Pathogenic hantaviruses are maintained world-wide within wild, asymptomatic rodent reservoir hosts, with increasingly frequent human spillover infections resulting in severe hemorrhagic fever or cardio-pulmonary disease. With no approved therapeutics or vaccines, research has, until recently, focused on understanding the drivers of immune-mediated pathogenesis. An emerging body of work is now investigating the mechanisms that allow for asymptomatic, persistent infections of mammalian reservoir hosts with highly pathogenic RNA viruses. Despite limited experimental data, several hypotheses have arisen to explain limited or absent disease pathology in reservoir hosts. In this study, we directly tested two leading hypotheses: 1) that reservoir host cells induce a generally muted response to viral insults, and 2) that these viruses employ host-specific mechanisms of innate antiviral antagonism to limit immune activation in reservoir cells. We demonstrate that, in contrast to human endothelial cells which mount a robust antiviral and inflammatory response to pathogenic hantaviruses, primary Norway rat endothelial cells do not induce antiviral gene expression in response to infection with their endemic hantavirus, Seoul orthohantavirus (SEOV).
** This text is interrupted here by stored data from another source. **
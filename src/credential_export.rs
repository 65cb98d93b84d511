//! Writes issued credentials in the shape each daemon expects.
//!
//! Every role gets a password-protected PKCS#12 bundle at
//! `<certs>/<role>.p12`. Two roles need more:
//!
//! - **UNITY**: its certificate alone as PEM under `<certs>/unity/` (other
//!   daemons trust it as SAML assertion issuer), plus a copy of the bundle and
//!   the CA certificate inside Unity's own `conf/pki` tree.
//! - **TSI**: certificate, passphrase-encrypted key and CA certificate as
//!   separate PEM files in the TSI configuration directory.

use crate::certificate_authority::{write_file, write_private_pem, IssuedCertificate};
use crate::layout::InstallLayout;
use crate::server_role::ServerRole;
use anyhow::{anyhow, Context, Result};
use openssl::pkcs12::Pkcs12;
use openssl::pkey::{PKey, Private};
use openssl::symm::Cipher;
use openssl::x509::X509;
use secrecy::{ExposeSecret, SecretString};
use std::fs;
use std::path::{Path, PathBuf};
use tracing::debug;

pub const TSI_CERT_FILE: &str = "tsi-cert.pem";
pub const TSI_KEY_FILE: &str = "tsi-key.pem";
pub const TSI_TRUSTSTORE_FILE: &str = "tsi-truststore.pem";

/// Serialize `key` and `cert` into a PKCS#12 bundle protected by `passphrase`.
fn pkcs12_der(
    key: &PKey<Private>,
    cert: &X509,
    friendly_name: &str,
    passphrase: &SecretString,
) -> Result<Vec<u8>> {
    let bundle = Pkcs12::builder()
        .name(friendly_name)
        .pkey(key)
        .cert(cert)
        .build2(passphrase.expose_secret())
        .map_err(|e| anyhow!("Failed to build PKCS#12 bundle for {}: {}", friendly_name, e))?;
    bundle
        .to_der()
        .map_err(|e| anyhow!("Failed to encode PKCS#12 bundle for {}: {}", friendly_name, e))
}

/// Write a PKCS#12 bundle to `output`, creating parent directories.
pub fn export_bundle(
    key: &PKey<Private>,
    cert: &X509,
    output: &Path,
    friendly_name: &str,
    passphrase: &SecretString,
) -> Result<()> {
    let der = pkcs12_der(key, cert, friendly_name, passphrase)?;
    write_private_pem(output, &der)
}

fn copy_file(from: &Path, to: &Path) -> Result<()> {
    if let Some(parent) = to.parent() {
        fs::create_dir_all(parent)
            .with_context(|| format!("Failed to create directory {}", parent.display()))?;
    }
    fs::copy(from, to)
        .with_context(|| format!("Failed to copy {} to {}", from.display(), to.display()))?;
    Ok(())
}

/// Export the standard bundle plus any role-specific layout. Returns every
/// file written.
pub fn export_role_credentials(
    layout: &InstallLayout,
    issued: &IssuedCertificate,
    ca_cert: &X509,
    passphrase: &SecretString,
) -> Result<Vec<PathBuf>> {
    let bundle_path = layout.bundle(issued.role);
    export_bundle(
        &issued.key,
        &issued.cert,
        &bundle_path,
        &issued.role.bundle_stem(),
        passphrase,
    )?;
    let mut written = vec![bundle_path.clone()];

    match issued.role {
        ServerRole::Unity => {
            let unity_pem = layout.unity_cert();
            write_file(&unity_pem, &issued.cert.to_pem()?)?;

            let pki_dir = layout.unity_pki_dir();
            let unity_bundle = pki_dir.join("unity.p12");
            copy_file(&bundle_path, &unity_bundle)?;
            let truststore = pki_dir.join("trusted").join("truststore.pem");
            write_file(&truststore, &ca_cert.to_pem()?)?;

            written.extend([unity_pem, unity_bundle, truststore]);
        }
        ServerRole::Tsi => {
            let conf_dir = layout.conf_dir(ServerRole::Tsi.daemon_dir());
            let truststore = conf_dir.join(TSI_TRUSTSTORE_FILE);
            write_file(&truststore, &ca_cert.to_pem()?)?;

            let cert_path = conf_dir.join(TSI_CERT_FILE);
            write_file(&cert_path, &issued.cert.to_pem()?)?;

            let key_path = conf_dir.join(TSI_KEY_FILE);
            let key_pem = issued
                .key
                .private_key_to_pem_pkcs8_passphrase(
                    Cipher::aes_256_cbc(),
                    passphrase.expose_secret().as_bytes(),
                )
                .map_err(|e| anyhow!("Failed to encrypt TSI private key: {}", e))?;
            write_private_pem(&key_path, &key_pem)?;

            written.extend([truststore, cert_path, key_path]);
        }
        _ => {}
    }

    debug!(role = %issued.role, files = written.len(), "credentials exported");
    Ok(written)
}

#[cfg(test)]
mod tests {
    use super::*;
    use crate::certificate_authority::{CaParams, CertificateAuthority, ServerIdentity};
    use crate::distinguished_name::SubjectFields;
    use crate::serial::SerialCounter;

    fn layout(root: &Path) -> InstallLayout {
        InstallLayout {
            ca_dir: root.join("ca"),
            cert_dir: root.join("certs"),
            unicore_dir: root.join("unicore"),
            support_dir: root.join("support"),
        }
    }

    fn issue(layout: &InstallLayout, role: ServerRole) -> (CertificateAuthority, IssuedCertificate) {
        let subject = SubjectFields {
            country: "DE".to_string(),
            state: "BW".to_string(),
            locality: "Karlsruhe".to_string(),
            organization: "Example Organization".to_string(),
            organizational_unit: "IT Services".to_string(),
        };
        let params = CaParams {
            subject: subject.clone(),
            fqdn: "unicore.example.org".to_string(),
            admin_email: "admin@example.org".to_string(),
            validity_years: 1,
        };
        let mut serial = SerialCounter::new();
        let ca = CertificateAuthority::bootstrap_or_load(layout, &params, &mut serial)
            .unwrap()
            .ca;
        let identity = ServerIdentity {
            role,
            fqdn: "host.example.org".to_string(),
            admin_email: "admin@example.org".to_string(),
            validity_years: 1,
            passphrase: SecretString::from("pw".to_string()),
        };
        let issued = ca
            .issue_server_certificate(&identity, &subject, &mut serial)
            .unwrap();
        (ca, issued)
    }

    #[test]
    fn test_bundle_round_trips_with_passphrase() {
        let dir = tempfile::tempdir().unwrap();
        let layout = layout(dir.path());
        let (ca, issued) = issue(&layout, ServerRole::Gateway);
        let pass = SecretString::from("pw".to_string());

        let written = export_role_credentials(&layout, &issued, ca.certificate(), &pass).unwrap();
        assert_eq!(written, vec![layout.bundle(ServerRole::Gateway)]);

        let der = fs::read(layout.bundle(ServerRole::Gateway)).unwrap();
        let parsed = Pkcs12::from_der(&der).unwrap().parse2("pw").unwrap();
        assert_eq!(
            parsed.cert.unwrap().to_pem().unwrap(),
            issued.cert.to_pem().unwrap()
        );
        assert!(parsed.pkey.unwrap().public_eq(&issued.key));
        assert!(Pkcs12::from_der(&der).unwrap().parse2("wrong").is_err());
    }

    #[test]
    fn test_unity_layout() {
        let dir = tempfile::tempdir().unwrap();
        let layout = layout(dir.path());
        let (ca, issued) = issue(&layout, ServerRole::Unity);
        let pass = SecretString::from("pw".to_string());

        export_role_credentials(&layout, &issued, ca.certificate(), &pass).unwrap();

        assert_eq!(fs::read(layout.unity_cert()).unwrap(), issued.cert.to_pem().unwrap());
        let pki = layout.unity_pki_dir();
        assert_eq!(
            fs::read(pki.join("unity.p12")).unwrap(),
            fs::read(layout.bundle(ServerRole::Unity)).unwrap()
        );
        assert_eq!(
            fs::read(pki.join("trusted").join("truststore.pem")).unwrap(),
            ca.certificate().to_pem().unwrap()
        );
    }

    #[test]
    fn test_tsi_layout_encrypts_key() {
        let dir = tempfile::tempdir().unwrap();
        let layout = layout(dir.path());
        let (ca, issued) = issue(&layout, ServerRole::Tsi);
        let pass = SecretString::from("pw".to_string());

        export_role_credentials(&layout, &issued, ca.certificate(), &pass).unwrap();

        let conf = layout.conf_dir("tsi_selected");
        assert_eq!(fs::read(conf.join(TSI_CERT_FILE)).unwrap(), issued.cert.to_pem().unwrap());
        assert_eq!(
            fs::read(conf.join(TSI_TRUSTSTORE_FILE)).unwrap(),
            ca.certificate().to_pem().unwrap()
        );
        let key_pem = fs::read(conf.join(TSI_KEY_FILE)).unwrap();
        assert!(PKey::private_key_from_pem_passphrase(&key_pem, b"wrong").is_err());
        let key = PKey::private_key_from_pem_passphrase(&key_pem, b"pw").unwrap();
        assert!(key.public_eq(&issued.key));
        assert!(layout.bundle(ServerRole::Tsi).is_file());
    }

    #[test]
    fn test_reexport_is_idempotent_on_directories() {
        let dir = tempfile::tempdir().unwrap();
        let layout = layout(dir.path());
        let (ca, issued) = issue(&layout, ServerRole::Unity);
        let pass = SecretString::from("pw".to_string());
        export_role_credentials(&layout, &issued, ca.certificate(), &pass).unwrap();
        export_role_credentials(&layout, &issued, ca.certificate(), &pass).unwrap();
    }
}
Reservoir rat cells do, however, induce strong innate immune responses to exogenous stimulatory RNAs, type I interferon, and infection with Hantaan virus, a closely related hantavirus for which the rat is not a natural reservoir. We also find that SEOV-infected rat endothelial cells remain competent for immune activation induced by exogenous stimuli or subsequent viral infection. Importantly, these findings support an alternative model for asymptomatic persistence within hantavirus reservoir hosts: that efficient viral replication within reservoir host cells may prevent the exposure of critical motifs for cellular antiviral recognition and thus limits immune activation that would otherwise result in viral clearance and/or immune-mediated disease. Defining the mechanisms that allow for infection tolerance and persistence within reservoir hosts will reveal novel strategies for viral countermeasures against these highly pathogenic zoonotic threats.